> Assignment: Lines from the line with "match (a, b)" to the line with "pub fn as_matrix(&self)" in the entries below, and only those, must be output exactly, with both ends included.

> Data listing:

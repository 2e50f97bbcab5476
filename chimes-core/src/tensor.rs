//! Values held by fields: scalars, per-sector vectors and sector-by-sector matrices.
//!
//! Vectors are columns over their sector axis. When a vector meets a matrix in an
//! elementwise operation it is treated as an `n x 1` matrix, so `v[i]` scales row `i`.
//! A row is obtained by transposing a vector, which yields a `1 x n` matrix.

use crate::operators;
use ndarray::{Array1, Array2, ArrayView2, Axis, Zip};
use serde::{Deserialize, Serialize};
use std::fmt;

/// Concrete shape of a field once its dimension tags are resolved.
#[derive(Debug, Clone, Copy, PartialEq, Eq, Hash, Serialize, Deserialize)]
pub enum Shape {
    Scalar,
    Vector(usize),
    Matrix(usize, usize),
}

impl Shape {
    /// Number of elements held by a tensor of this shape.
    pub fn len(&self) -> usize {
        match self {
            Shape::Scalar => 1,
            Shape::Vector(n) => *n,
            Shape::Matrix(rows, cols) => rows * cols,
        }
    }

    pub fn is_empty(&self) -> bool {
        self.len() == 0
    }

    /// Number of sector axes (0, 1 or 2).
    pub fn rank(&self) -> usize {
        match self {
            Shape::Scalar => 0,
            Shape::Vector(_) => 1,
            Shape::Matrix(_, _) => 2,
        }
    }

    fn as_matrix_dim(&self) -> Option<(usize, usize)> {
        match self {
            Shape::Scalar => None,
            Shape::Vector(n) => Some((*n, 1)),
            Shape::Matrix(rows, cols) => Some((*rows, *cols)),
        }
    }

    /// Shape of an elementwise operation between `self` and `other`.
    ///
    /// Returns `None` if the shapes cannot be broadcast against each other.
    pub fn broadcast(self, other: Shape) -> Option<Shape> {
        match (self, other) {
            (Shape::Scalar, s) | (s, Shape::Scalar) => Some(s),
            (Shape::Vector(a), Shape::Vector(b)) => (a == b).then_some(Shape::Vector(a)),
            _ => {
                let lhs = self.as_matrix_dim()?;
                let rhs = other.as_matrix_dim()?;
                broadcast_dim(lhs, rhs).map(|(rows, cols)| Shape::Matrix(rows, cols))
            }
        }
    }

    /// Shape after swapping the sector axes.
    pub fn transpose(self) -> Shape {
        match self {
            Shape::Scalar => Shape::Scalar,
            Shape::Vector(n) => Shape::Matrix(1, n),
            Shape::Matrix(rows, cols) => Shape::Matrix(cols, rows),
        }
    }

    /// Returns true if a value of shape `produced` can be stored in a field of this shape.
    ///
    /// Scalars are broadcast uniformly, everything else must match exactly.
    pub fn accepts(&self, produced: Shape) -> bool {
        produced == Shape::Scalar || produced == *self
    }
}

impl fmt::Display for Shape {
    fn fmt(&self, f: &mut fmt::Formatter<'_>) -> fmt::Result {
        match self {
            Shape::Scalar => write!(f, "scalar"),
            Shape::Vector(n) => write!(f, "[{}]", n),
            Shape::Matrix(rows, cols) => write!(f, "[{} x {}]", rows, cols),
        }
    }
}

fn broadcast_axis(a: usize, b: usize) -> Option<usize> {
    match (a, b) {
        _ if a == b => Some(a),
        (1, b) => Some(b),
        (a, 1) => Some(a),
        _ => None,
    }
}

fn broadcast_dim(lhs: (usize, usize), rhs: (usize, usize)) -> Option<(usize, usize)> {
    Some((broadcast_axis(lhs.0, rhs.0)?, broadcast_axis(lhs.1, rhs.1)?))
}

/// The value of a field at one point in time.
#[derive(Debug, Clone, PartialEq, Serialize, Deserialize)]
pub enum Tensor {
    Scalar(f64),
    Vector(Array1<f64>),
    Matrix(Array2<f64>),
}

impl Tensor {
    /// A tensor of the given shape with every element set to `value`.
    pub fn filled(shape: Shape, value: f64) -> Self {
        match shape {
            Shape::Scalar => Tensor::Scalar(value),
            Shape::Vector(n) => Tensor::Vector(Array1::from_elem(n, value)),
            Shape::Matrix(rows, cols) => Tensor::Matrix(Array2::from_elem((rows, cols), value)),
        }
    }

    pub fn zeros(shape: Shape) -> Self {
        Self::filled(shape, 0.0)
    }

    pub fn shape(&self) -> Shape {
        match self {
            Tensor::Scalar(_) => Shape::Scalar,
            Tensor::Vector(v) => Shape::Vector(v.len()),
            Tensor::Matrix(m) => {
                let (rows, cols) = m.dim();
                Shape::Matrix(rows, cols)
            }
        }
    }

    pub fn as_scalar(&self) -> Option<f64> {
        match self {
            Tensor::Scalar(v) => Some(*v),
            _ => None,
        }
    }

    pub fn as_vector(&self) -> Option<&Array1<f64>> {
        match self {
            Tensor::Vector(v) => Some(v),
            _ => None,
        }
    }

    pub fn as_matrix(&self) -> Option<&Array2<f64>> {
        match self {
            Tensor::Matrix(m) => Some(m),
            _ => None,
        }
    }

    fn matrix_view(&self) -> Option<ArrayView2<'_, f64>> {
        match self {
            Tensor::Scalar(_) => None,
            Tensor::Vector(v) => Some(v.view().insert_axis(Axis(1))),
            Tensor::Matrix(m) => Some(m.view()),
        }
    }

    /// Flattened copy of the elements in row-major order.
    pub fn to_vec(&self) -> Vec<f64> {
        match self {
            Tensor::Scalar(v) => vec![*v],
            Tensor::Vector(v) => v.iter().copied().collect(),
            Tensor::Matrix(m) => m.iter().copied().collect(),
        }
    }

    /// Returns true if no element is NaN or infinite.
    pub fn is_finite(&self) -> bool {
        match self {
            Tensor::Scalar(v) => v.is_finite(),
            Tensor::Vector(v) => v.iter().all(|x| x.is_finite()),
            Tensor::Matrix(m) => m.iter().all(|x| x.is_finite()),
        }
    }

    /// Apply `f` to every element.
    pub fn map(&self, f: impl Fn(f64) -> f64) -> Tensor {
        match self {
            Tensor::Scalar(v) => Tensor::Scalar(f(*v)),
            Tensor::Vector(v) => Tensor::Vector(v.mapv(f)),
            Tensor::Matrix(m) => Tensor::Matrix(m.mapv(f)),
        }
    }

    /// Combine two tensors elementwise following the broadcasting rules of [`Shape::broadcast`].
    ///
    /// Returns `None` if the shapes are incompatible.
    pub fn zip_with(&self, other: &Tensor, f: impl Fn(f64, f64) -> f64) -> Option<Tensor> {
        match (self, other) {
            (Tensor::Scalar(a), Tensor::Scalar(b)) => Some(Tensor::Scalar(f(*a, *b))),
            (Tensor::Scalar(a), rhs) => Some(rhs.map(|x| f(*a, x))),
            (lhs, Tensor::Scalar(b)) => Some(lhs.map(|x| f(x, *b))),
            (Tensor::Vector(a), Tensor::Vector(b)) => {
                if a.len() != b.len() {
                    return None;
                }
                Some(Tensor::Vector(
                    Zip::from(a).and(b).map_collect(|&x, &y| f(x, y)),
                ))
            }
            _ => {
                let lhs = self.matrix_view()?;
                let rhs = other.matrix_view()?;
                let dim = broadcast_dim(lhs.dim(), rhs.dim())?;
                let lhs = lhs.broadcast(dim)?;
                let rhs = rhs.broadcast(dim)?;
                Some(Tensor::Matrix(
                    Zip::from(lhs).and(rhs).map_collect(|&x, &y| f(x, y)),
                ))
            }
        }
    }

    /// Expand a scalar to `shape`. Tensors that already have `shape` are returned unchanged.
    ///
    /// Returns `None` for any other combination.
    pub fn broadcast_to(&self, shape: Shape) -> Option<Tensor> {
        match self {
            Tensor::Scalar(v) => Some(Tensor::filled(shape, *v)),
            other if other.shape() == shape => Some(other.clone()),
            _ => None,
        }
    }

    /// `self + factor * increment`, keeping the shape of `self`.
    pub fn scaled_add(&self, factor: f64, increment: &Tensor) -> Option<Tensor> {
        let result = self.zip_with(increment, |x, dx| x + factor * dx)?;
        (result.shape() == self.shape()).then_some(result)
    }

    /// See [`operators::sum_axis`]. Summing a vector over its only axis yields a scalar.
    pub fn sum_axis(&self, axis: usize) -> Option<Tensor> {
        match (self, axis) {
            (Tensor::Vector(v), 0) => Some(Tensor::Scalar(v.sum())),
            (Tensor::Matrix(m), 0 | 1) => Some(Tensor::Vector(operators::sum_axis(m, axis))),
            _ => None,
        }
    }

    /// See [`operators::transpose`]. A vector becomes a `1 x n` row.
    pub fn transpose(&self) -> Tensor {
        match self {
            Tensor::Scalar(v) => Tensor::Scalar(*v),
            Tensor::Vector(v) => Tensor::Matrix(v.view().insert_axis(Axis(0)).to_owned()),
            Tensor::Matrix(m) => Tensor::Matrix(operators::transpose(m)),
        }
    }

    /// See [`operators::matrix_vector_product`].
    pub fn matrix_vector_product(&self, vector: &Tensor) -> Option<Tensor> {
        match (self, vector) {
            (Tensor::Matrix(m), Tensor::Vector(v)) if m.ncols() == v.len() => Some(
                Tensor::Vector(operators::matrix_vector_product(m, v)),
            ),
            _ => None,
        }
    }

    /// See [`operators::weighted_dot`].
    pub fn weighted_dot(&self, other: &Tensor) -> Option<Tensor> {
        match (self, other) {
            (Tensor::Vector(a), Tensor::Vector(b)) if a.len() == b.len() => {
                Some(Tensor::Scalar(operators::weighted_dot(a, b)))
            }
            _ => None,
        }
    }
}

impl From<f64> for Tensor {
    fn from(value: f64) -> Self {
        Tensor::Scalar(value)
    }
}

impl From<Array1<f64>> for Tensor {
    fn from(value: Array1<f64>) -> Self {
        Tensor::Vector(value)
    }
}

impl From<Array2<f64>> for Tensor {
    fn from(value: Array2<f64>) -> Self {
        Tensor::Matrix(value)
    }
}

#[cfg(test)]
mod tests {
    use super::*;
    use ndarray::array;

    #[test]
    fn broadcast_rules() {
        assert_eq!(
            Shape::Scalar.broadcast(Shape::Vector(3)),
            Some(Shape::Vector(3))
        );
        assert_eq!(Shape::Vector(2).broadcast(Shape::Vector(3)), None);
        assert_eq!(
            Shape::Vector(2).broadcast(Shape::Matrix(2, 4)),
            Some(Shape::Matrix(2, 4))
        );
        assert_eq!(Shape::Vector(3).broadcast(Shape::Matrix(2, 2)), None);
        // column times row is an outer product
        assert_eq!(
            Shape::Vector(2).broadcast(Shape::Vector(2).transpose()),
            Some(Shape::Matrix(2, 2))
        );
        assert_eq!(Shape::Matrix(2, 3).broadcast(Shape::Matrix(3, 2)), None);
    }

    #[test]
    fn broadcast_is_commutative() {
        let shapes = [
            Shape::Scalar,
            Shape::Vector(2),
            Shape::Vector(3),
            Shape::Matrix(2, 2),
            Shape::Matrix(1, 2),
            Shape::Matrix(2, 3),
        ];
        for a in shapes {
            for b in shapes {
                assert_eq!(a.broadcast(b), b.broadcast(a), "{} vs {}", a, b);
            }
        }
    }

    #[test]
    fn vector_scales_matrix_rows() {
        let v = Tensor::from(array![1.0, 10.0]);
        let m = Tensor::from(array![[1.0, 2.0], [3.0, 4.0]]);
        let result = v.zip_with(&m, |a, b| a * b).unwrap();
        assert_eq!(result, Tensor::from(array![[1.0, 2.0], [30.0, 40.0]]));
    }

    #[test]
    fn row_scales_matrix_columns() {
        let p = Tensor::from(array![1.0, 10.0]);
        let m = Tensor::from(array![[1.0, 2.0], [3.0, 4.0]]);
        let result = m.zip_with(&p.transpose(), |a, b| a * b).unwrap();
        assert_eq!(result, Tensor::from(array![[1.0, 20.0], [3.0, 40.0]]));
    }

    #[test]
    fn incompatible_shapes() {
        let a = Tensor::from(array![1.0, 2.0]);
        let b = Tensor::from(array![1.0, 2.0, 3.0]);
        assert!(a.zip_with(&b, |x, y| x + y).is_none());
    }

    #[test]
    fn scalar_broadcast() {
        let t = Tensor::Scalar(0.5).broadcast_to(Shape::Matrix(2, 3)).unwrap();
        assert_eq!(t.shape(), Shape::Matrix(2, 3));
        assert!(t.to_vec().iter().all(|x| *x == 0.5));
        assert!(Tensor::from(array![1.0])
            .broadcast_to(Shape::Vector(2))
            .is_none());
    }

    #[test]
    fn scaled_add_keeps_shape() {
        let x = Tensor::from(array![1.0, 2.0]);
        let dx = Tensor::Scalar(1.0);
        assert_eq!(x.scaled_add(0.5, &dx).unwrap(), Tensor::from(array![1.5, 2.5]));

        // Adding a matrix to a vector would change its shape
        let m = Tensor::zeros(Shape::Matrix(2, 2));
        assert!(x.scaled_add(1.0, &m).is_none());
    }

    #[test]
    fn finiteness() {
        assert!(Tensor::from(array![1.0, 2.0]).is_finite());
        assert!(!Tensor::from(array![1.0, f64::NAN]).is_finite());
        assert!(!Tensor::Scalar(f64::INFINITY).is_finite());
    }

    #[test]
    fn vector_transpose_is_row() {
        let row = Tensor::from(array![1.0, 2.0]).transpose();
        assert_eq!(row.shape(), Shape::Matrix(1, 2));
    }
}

> Solution to the problem:
    match (a, b) {
        _ if a == b => Some(a),
        (1, b) => Some(b),
        (a, 1) => Some(a),
        _ => None,
    }
}

fn broadcast_dim(lhs: (usize, usize), rhs: (usize, usize)) -> Option<(usize, usize)> {
    Some((broadcast_axis(lhs.0, rhs.0)?, broadcast_axis(lhs.1, rhs.1)?))
}

/// The value of a field at one point in time.
#[derive(Debug, Clone, PartialEq, Serialize, Deserialize)]
pub enum Tensor {
    Scalar(f64),
    Vector(Array1<f64>),
    Matrix(Array2<f64>),
}

impl Tensor {
    /// A tensor of the given shape with every element set to `value`.
    pub fn filled(shape: Shape, value: f64) -> Self {
        match shape {
            Shape::Scalar => Tensor::Scalar(value),
            Shape::Vector(n) => Tensor::Vector(Array1::from_elem(n, value)),
            Shape::Matrix(rows, cols) => Tensor::Matrix(Array2::from_elem((rows, cols), value)),
        }
    }

    pub fn zeros(shape: Shape) -> Self {
        Self::filled(shape, 0.0)
    }

    pub fn shape(&self) -> Shape {
        match self {
            Tensor::Scalar(_) => Shape::Scalar,
            Tensor::Vector(v) => Shape::Vector(v.len()),
            Tensor::Matrix(m) => {
                let (rows, cols) = m.dim();
                Shape::Matrix(rows, cols)
            }
        }
    }

    pub fn as_scalar(&self) -> Option<f64> {
        match self {
            Tensor::Scalar(v) => Some(*v),
            _ => None,
        }
    }

    pub fn as_vector(&self) -> Option<&Array1<f64>> {
        match self {
            Tensor::Vector(v) => Some(v),
            _ => None,
        }
    }

    pub fn as_matrix(&self) -> Option<&Array2<f64>> {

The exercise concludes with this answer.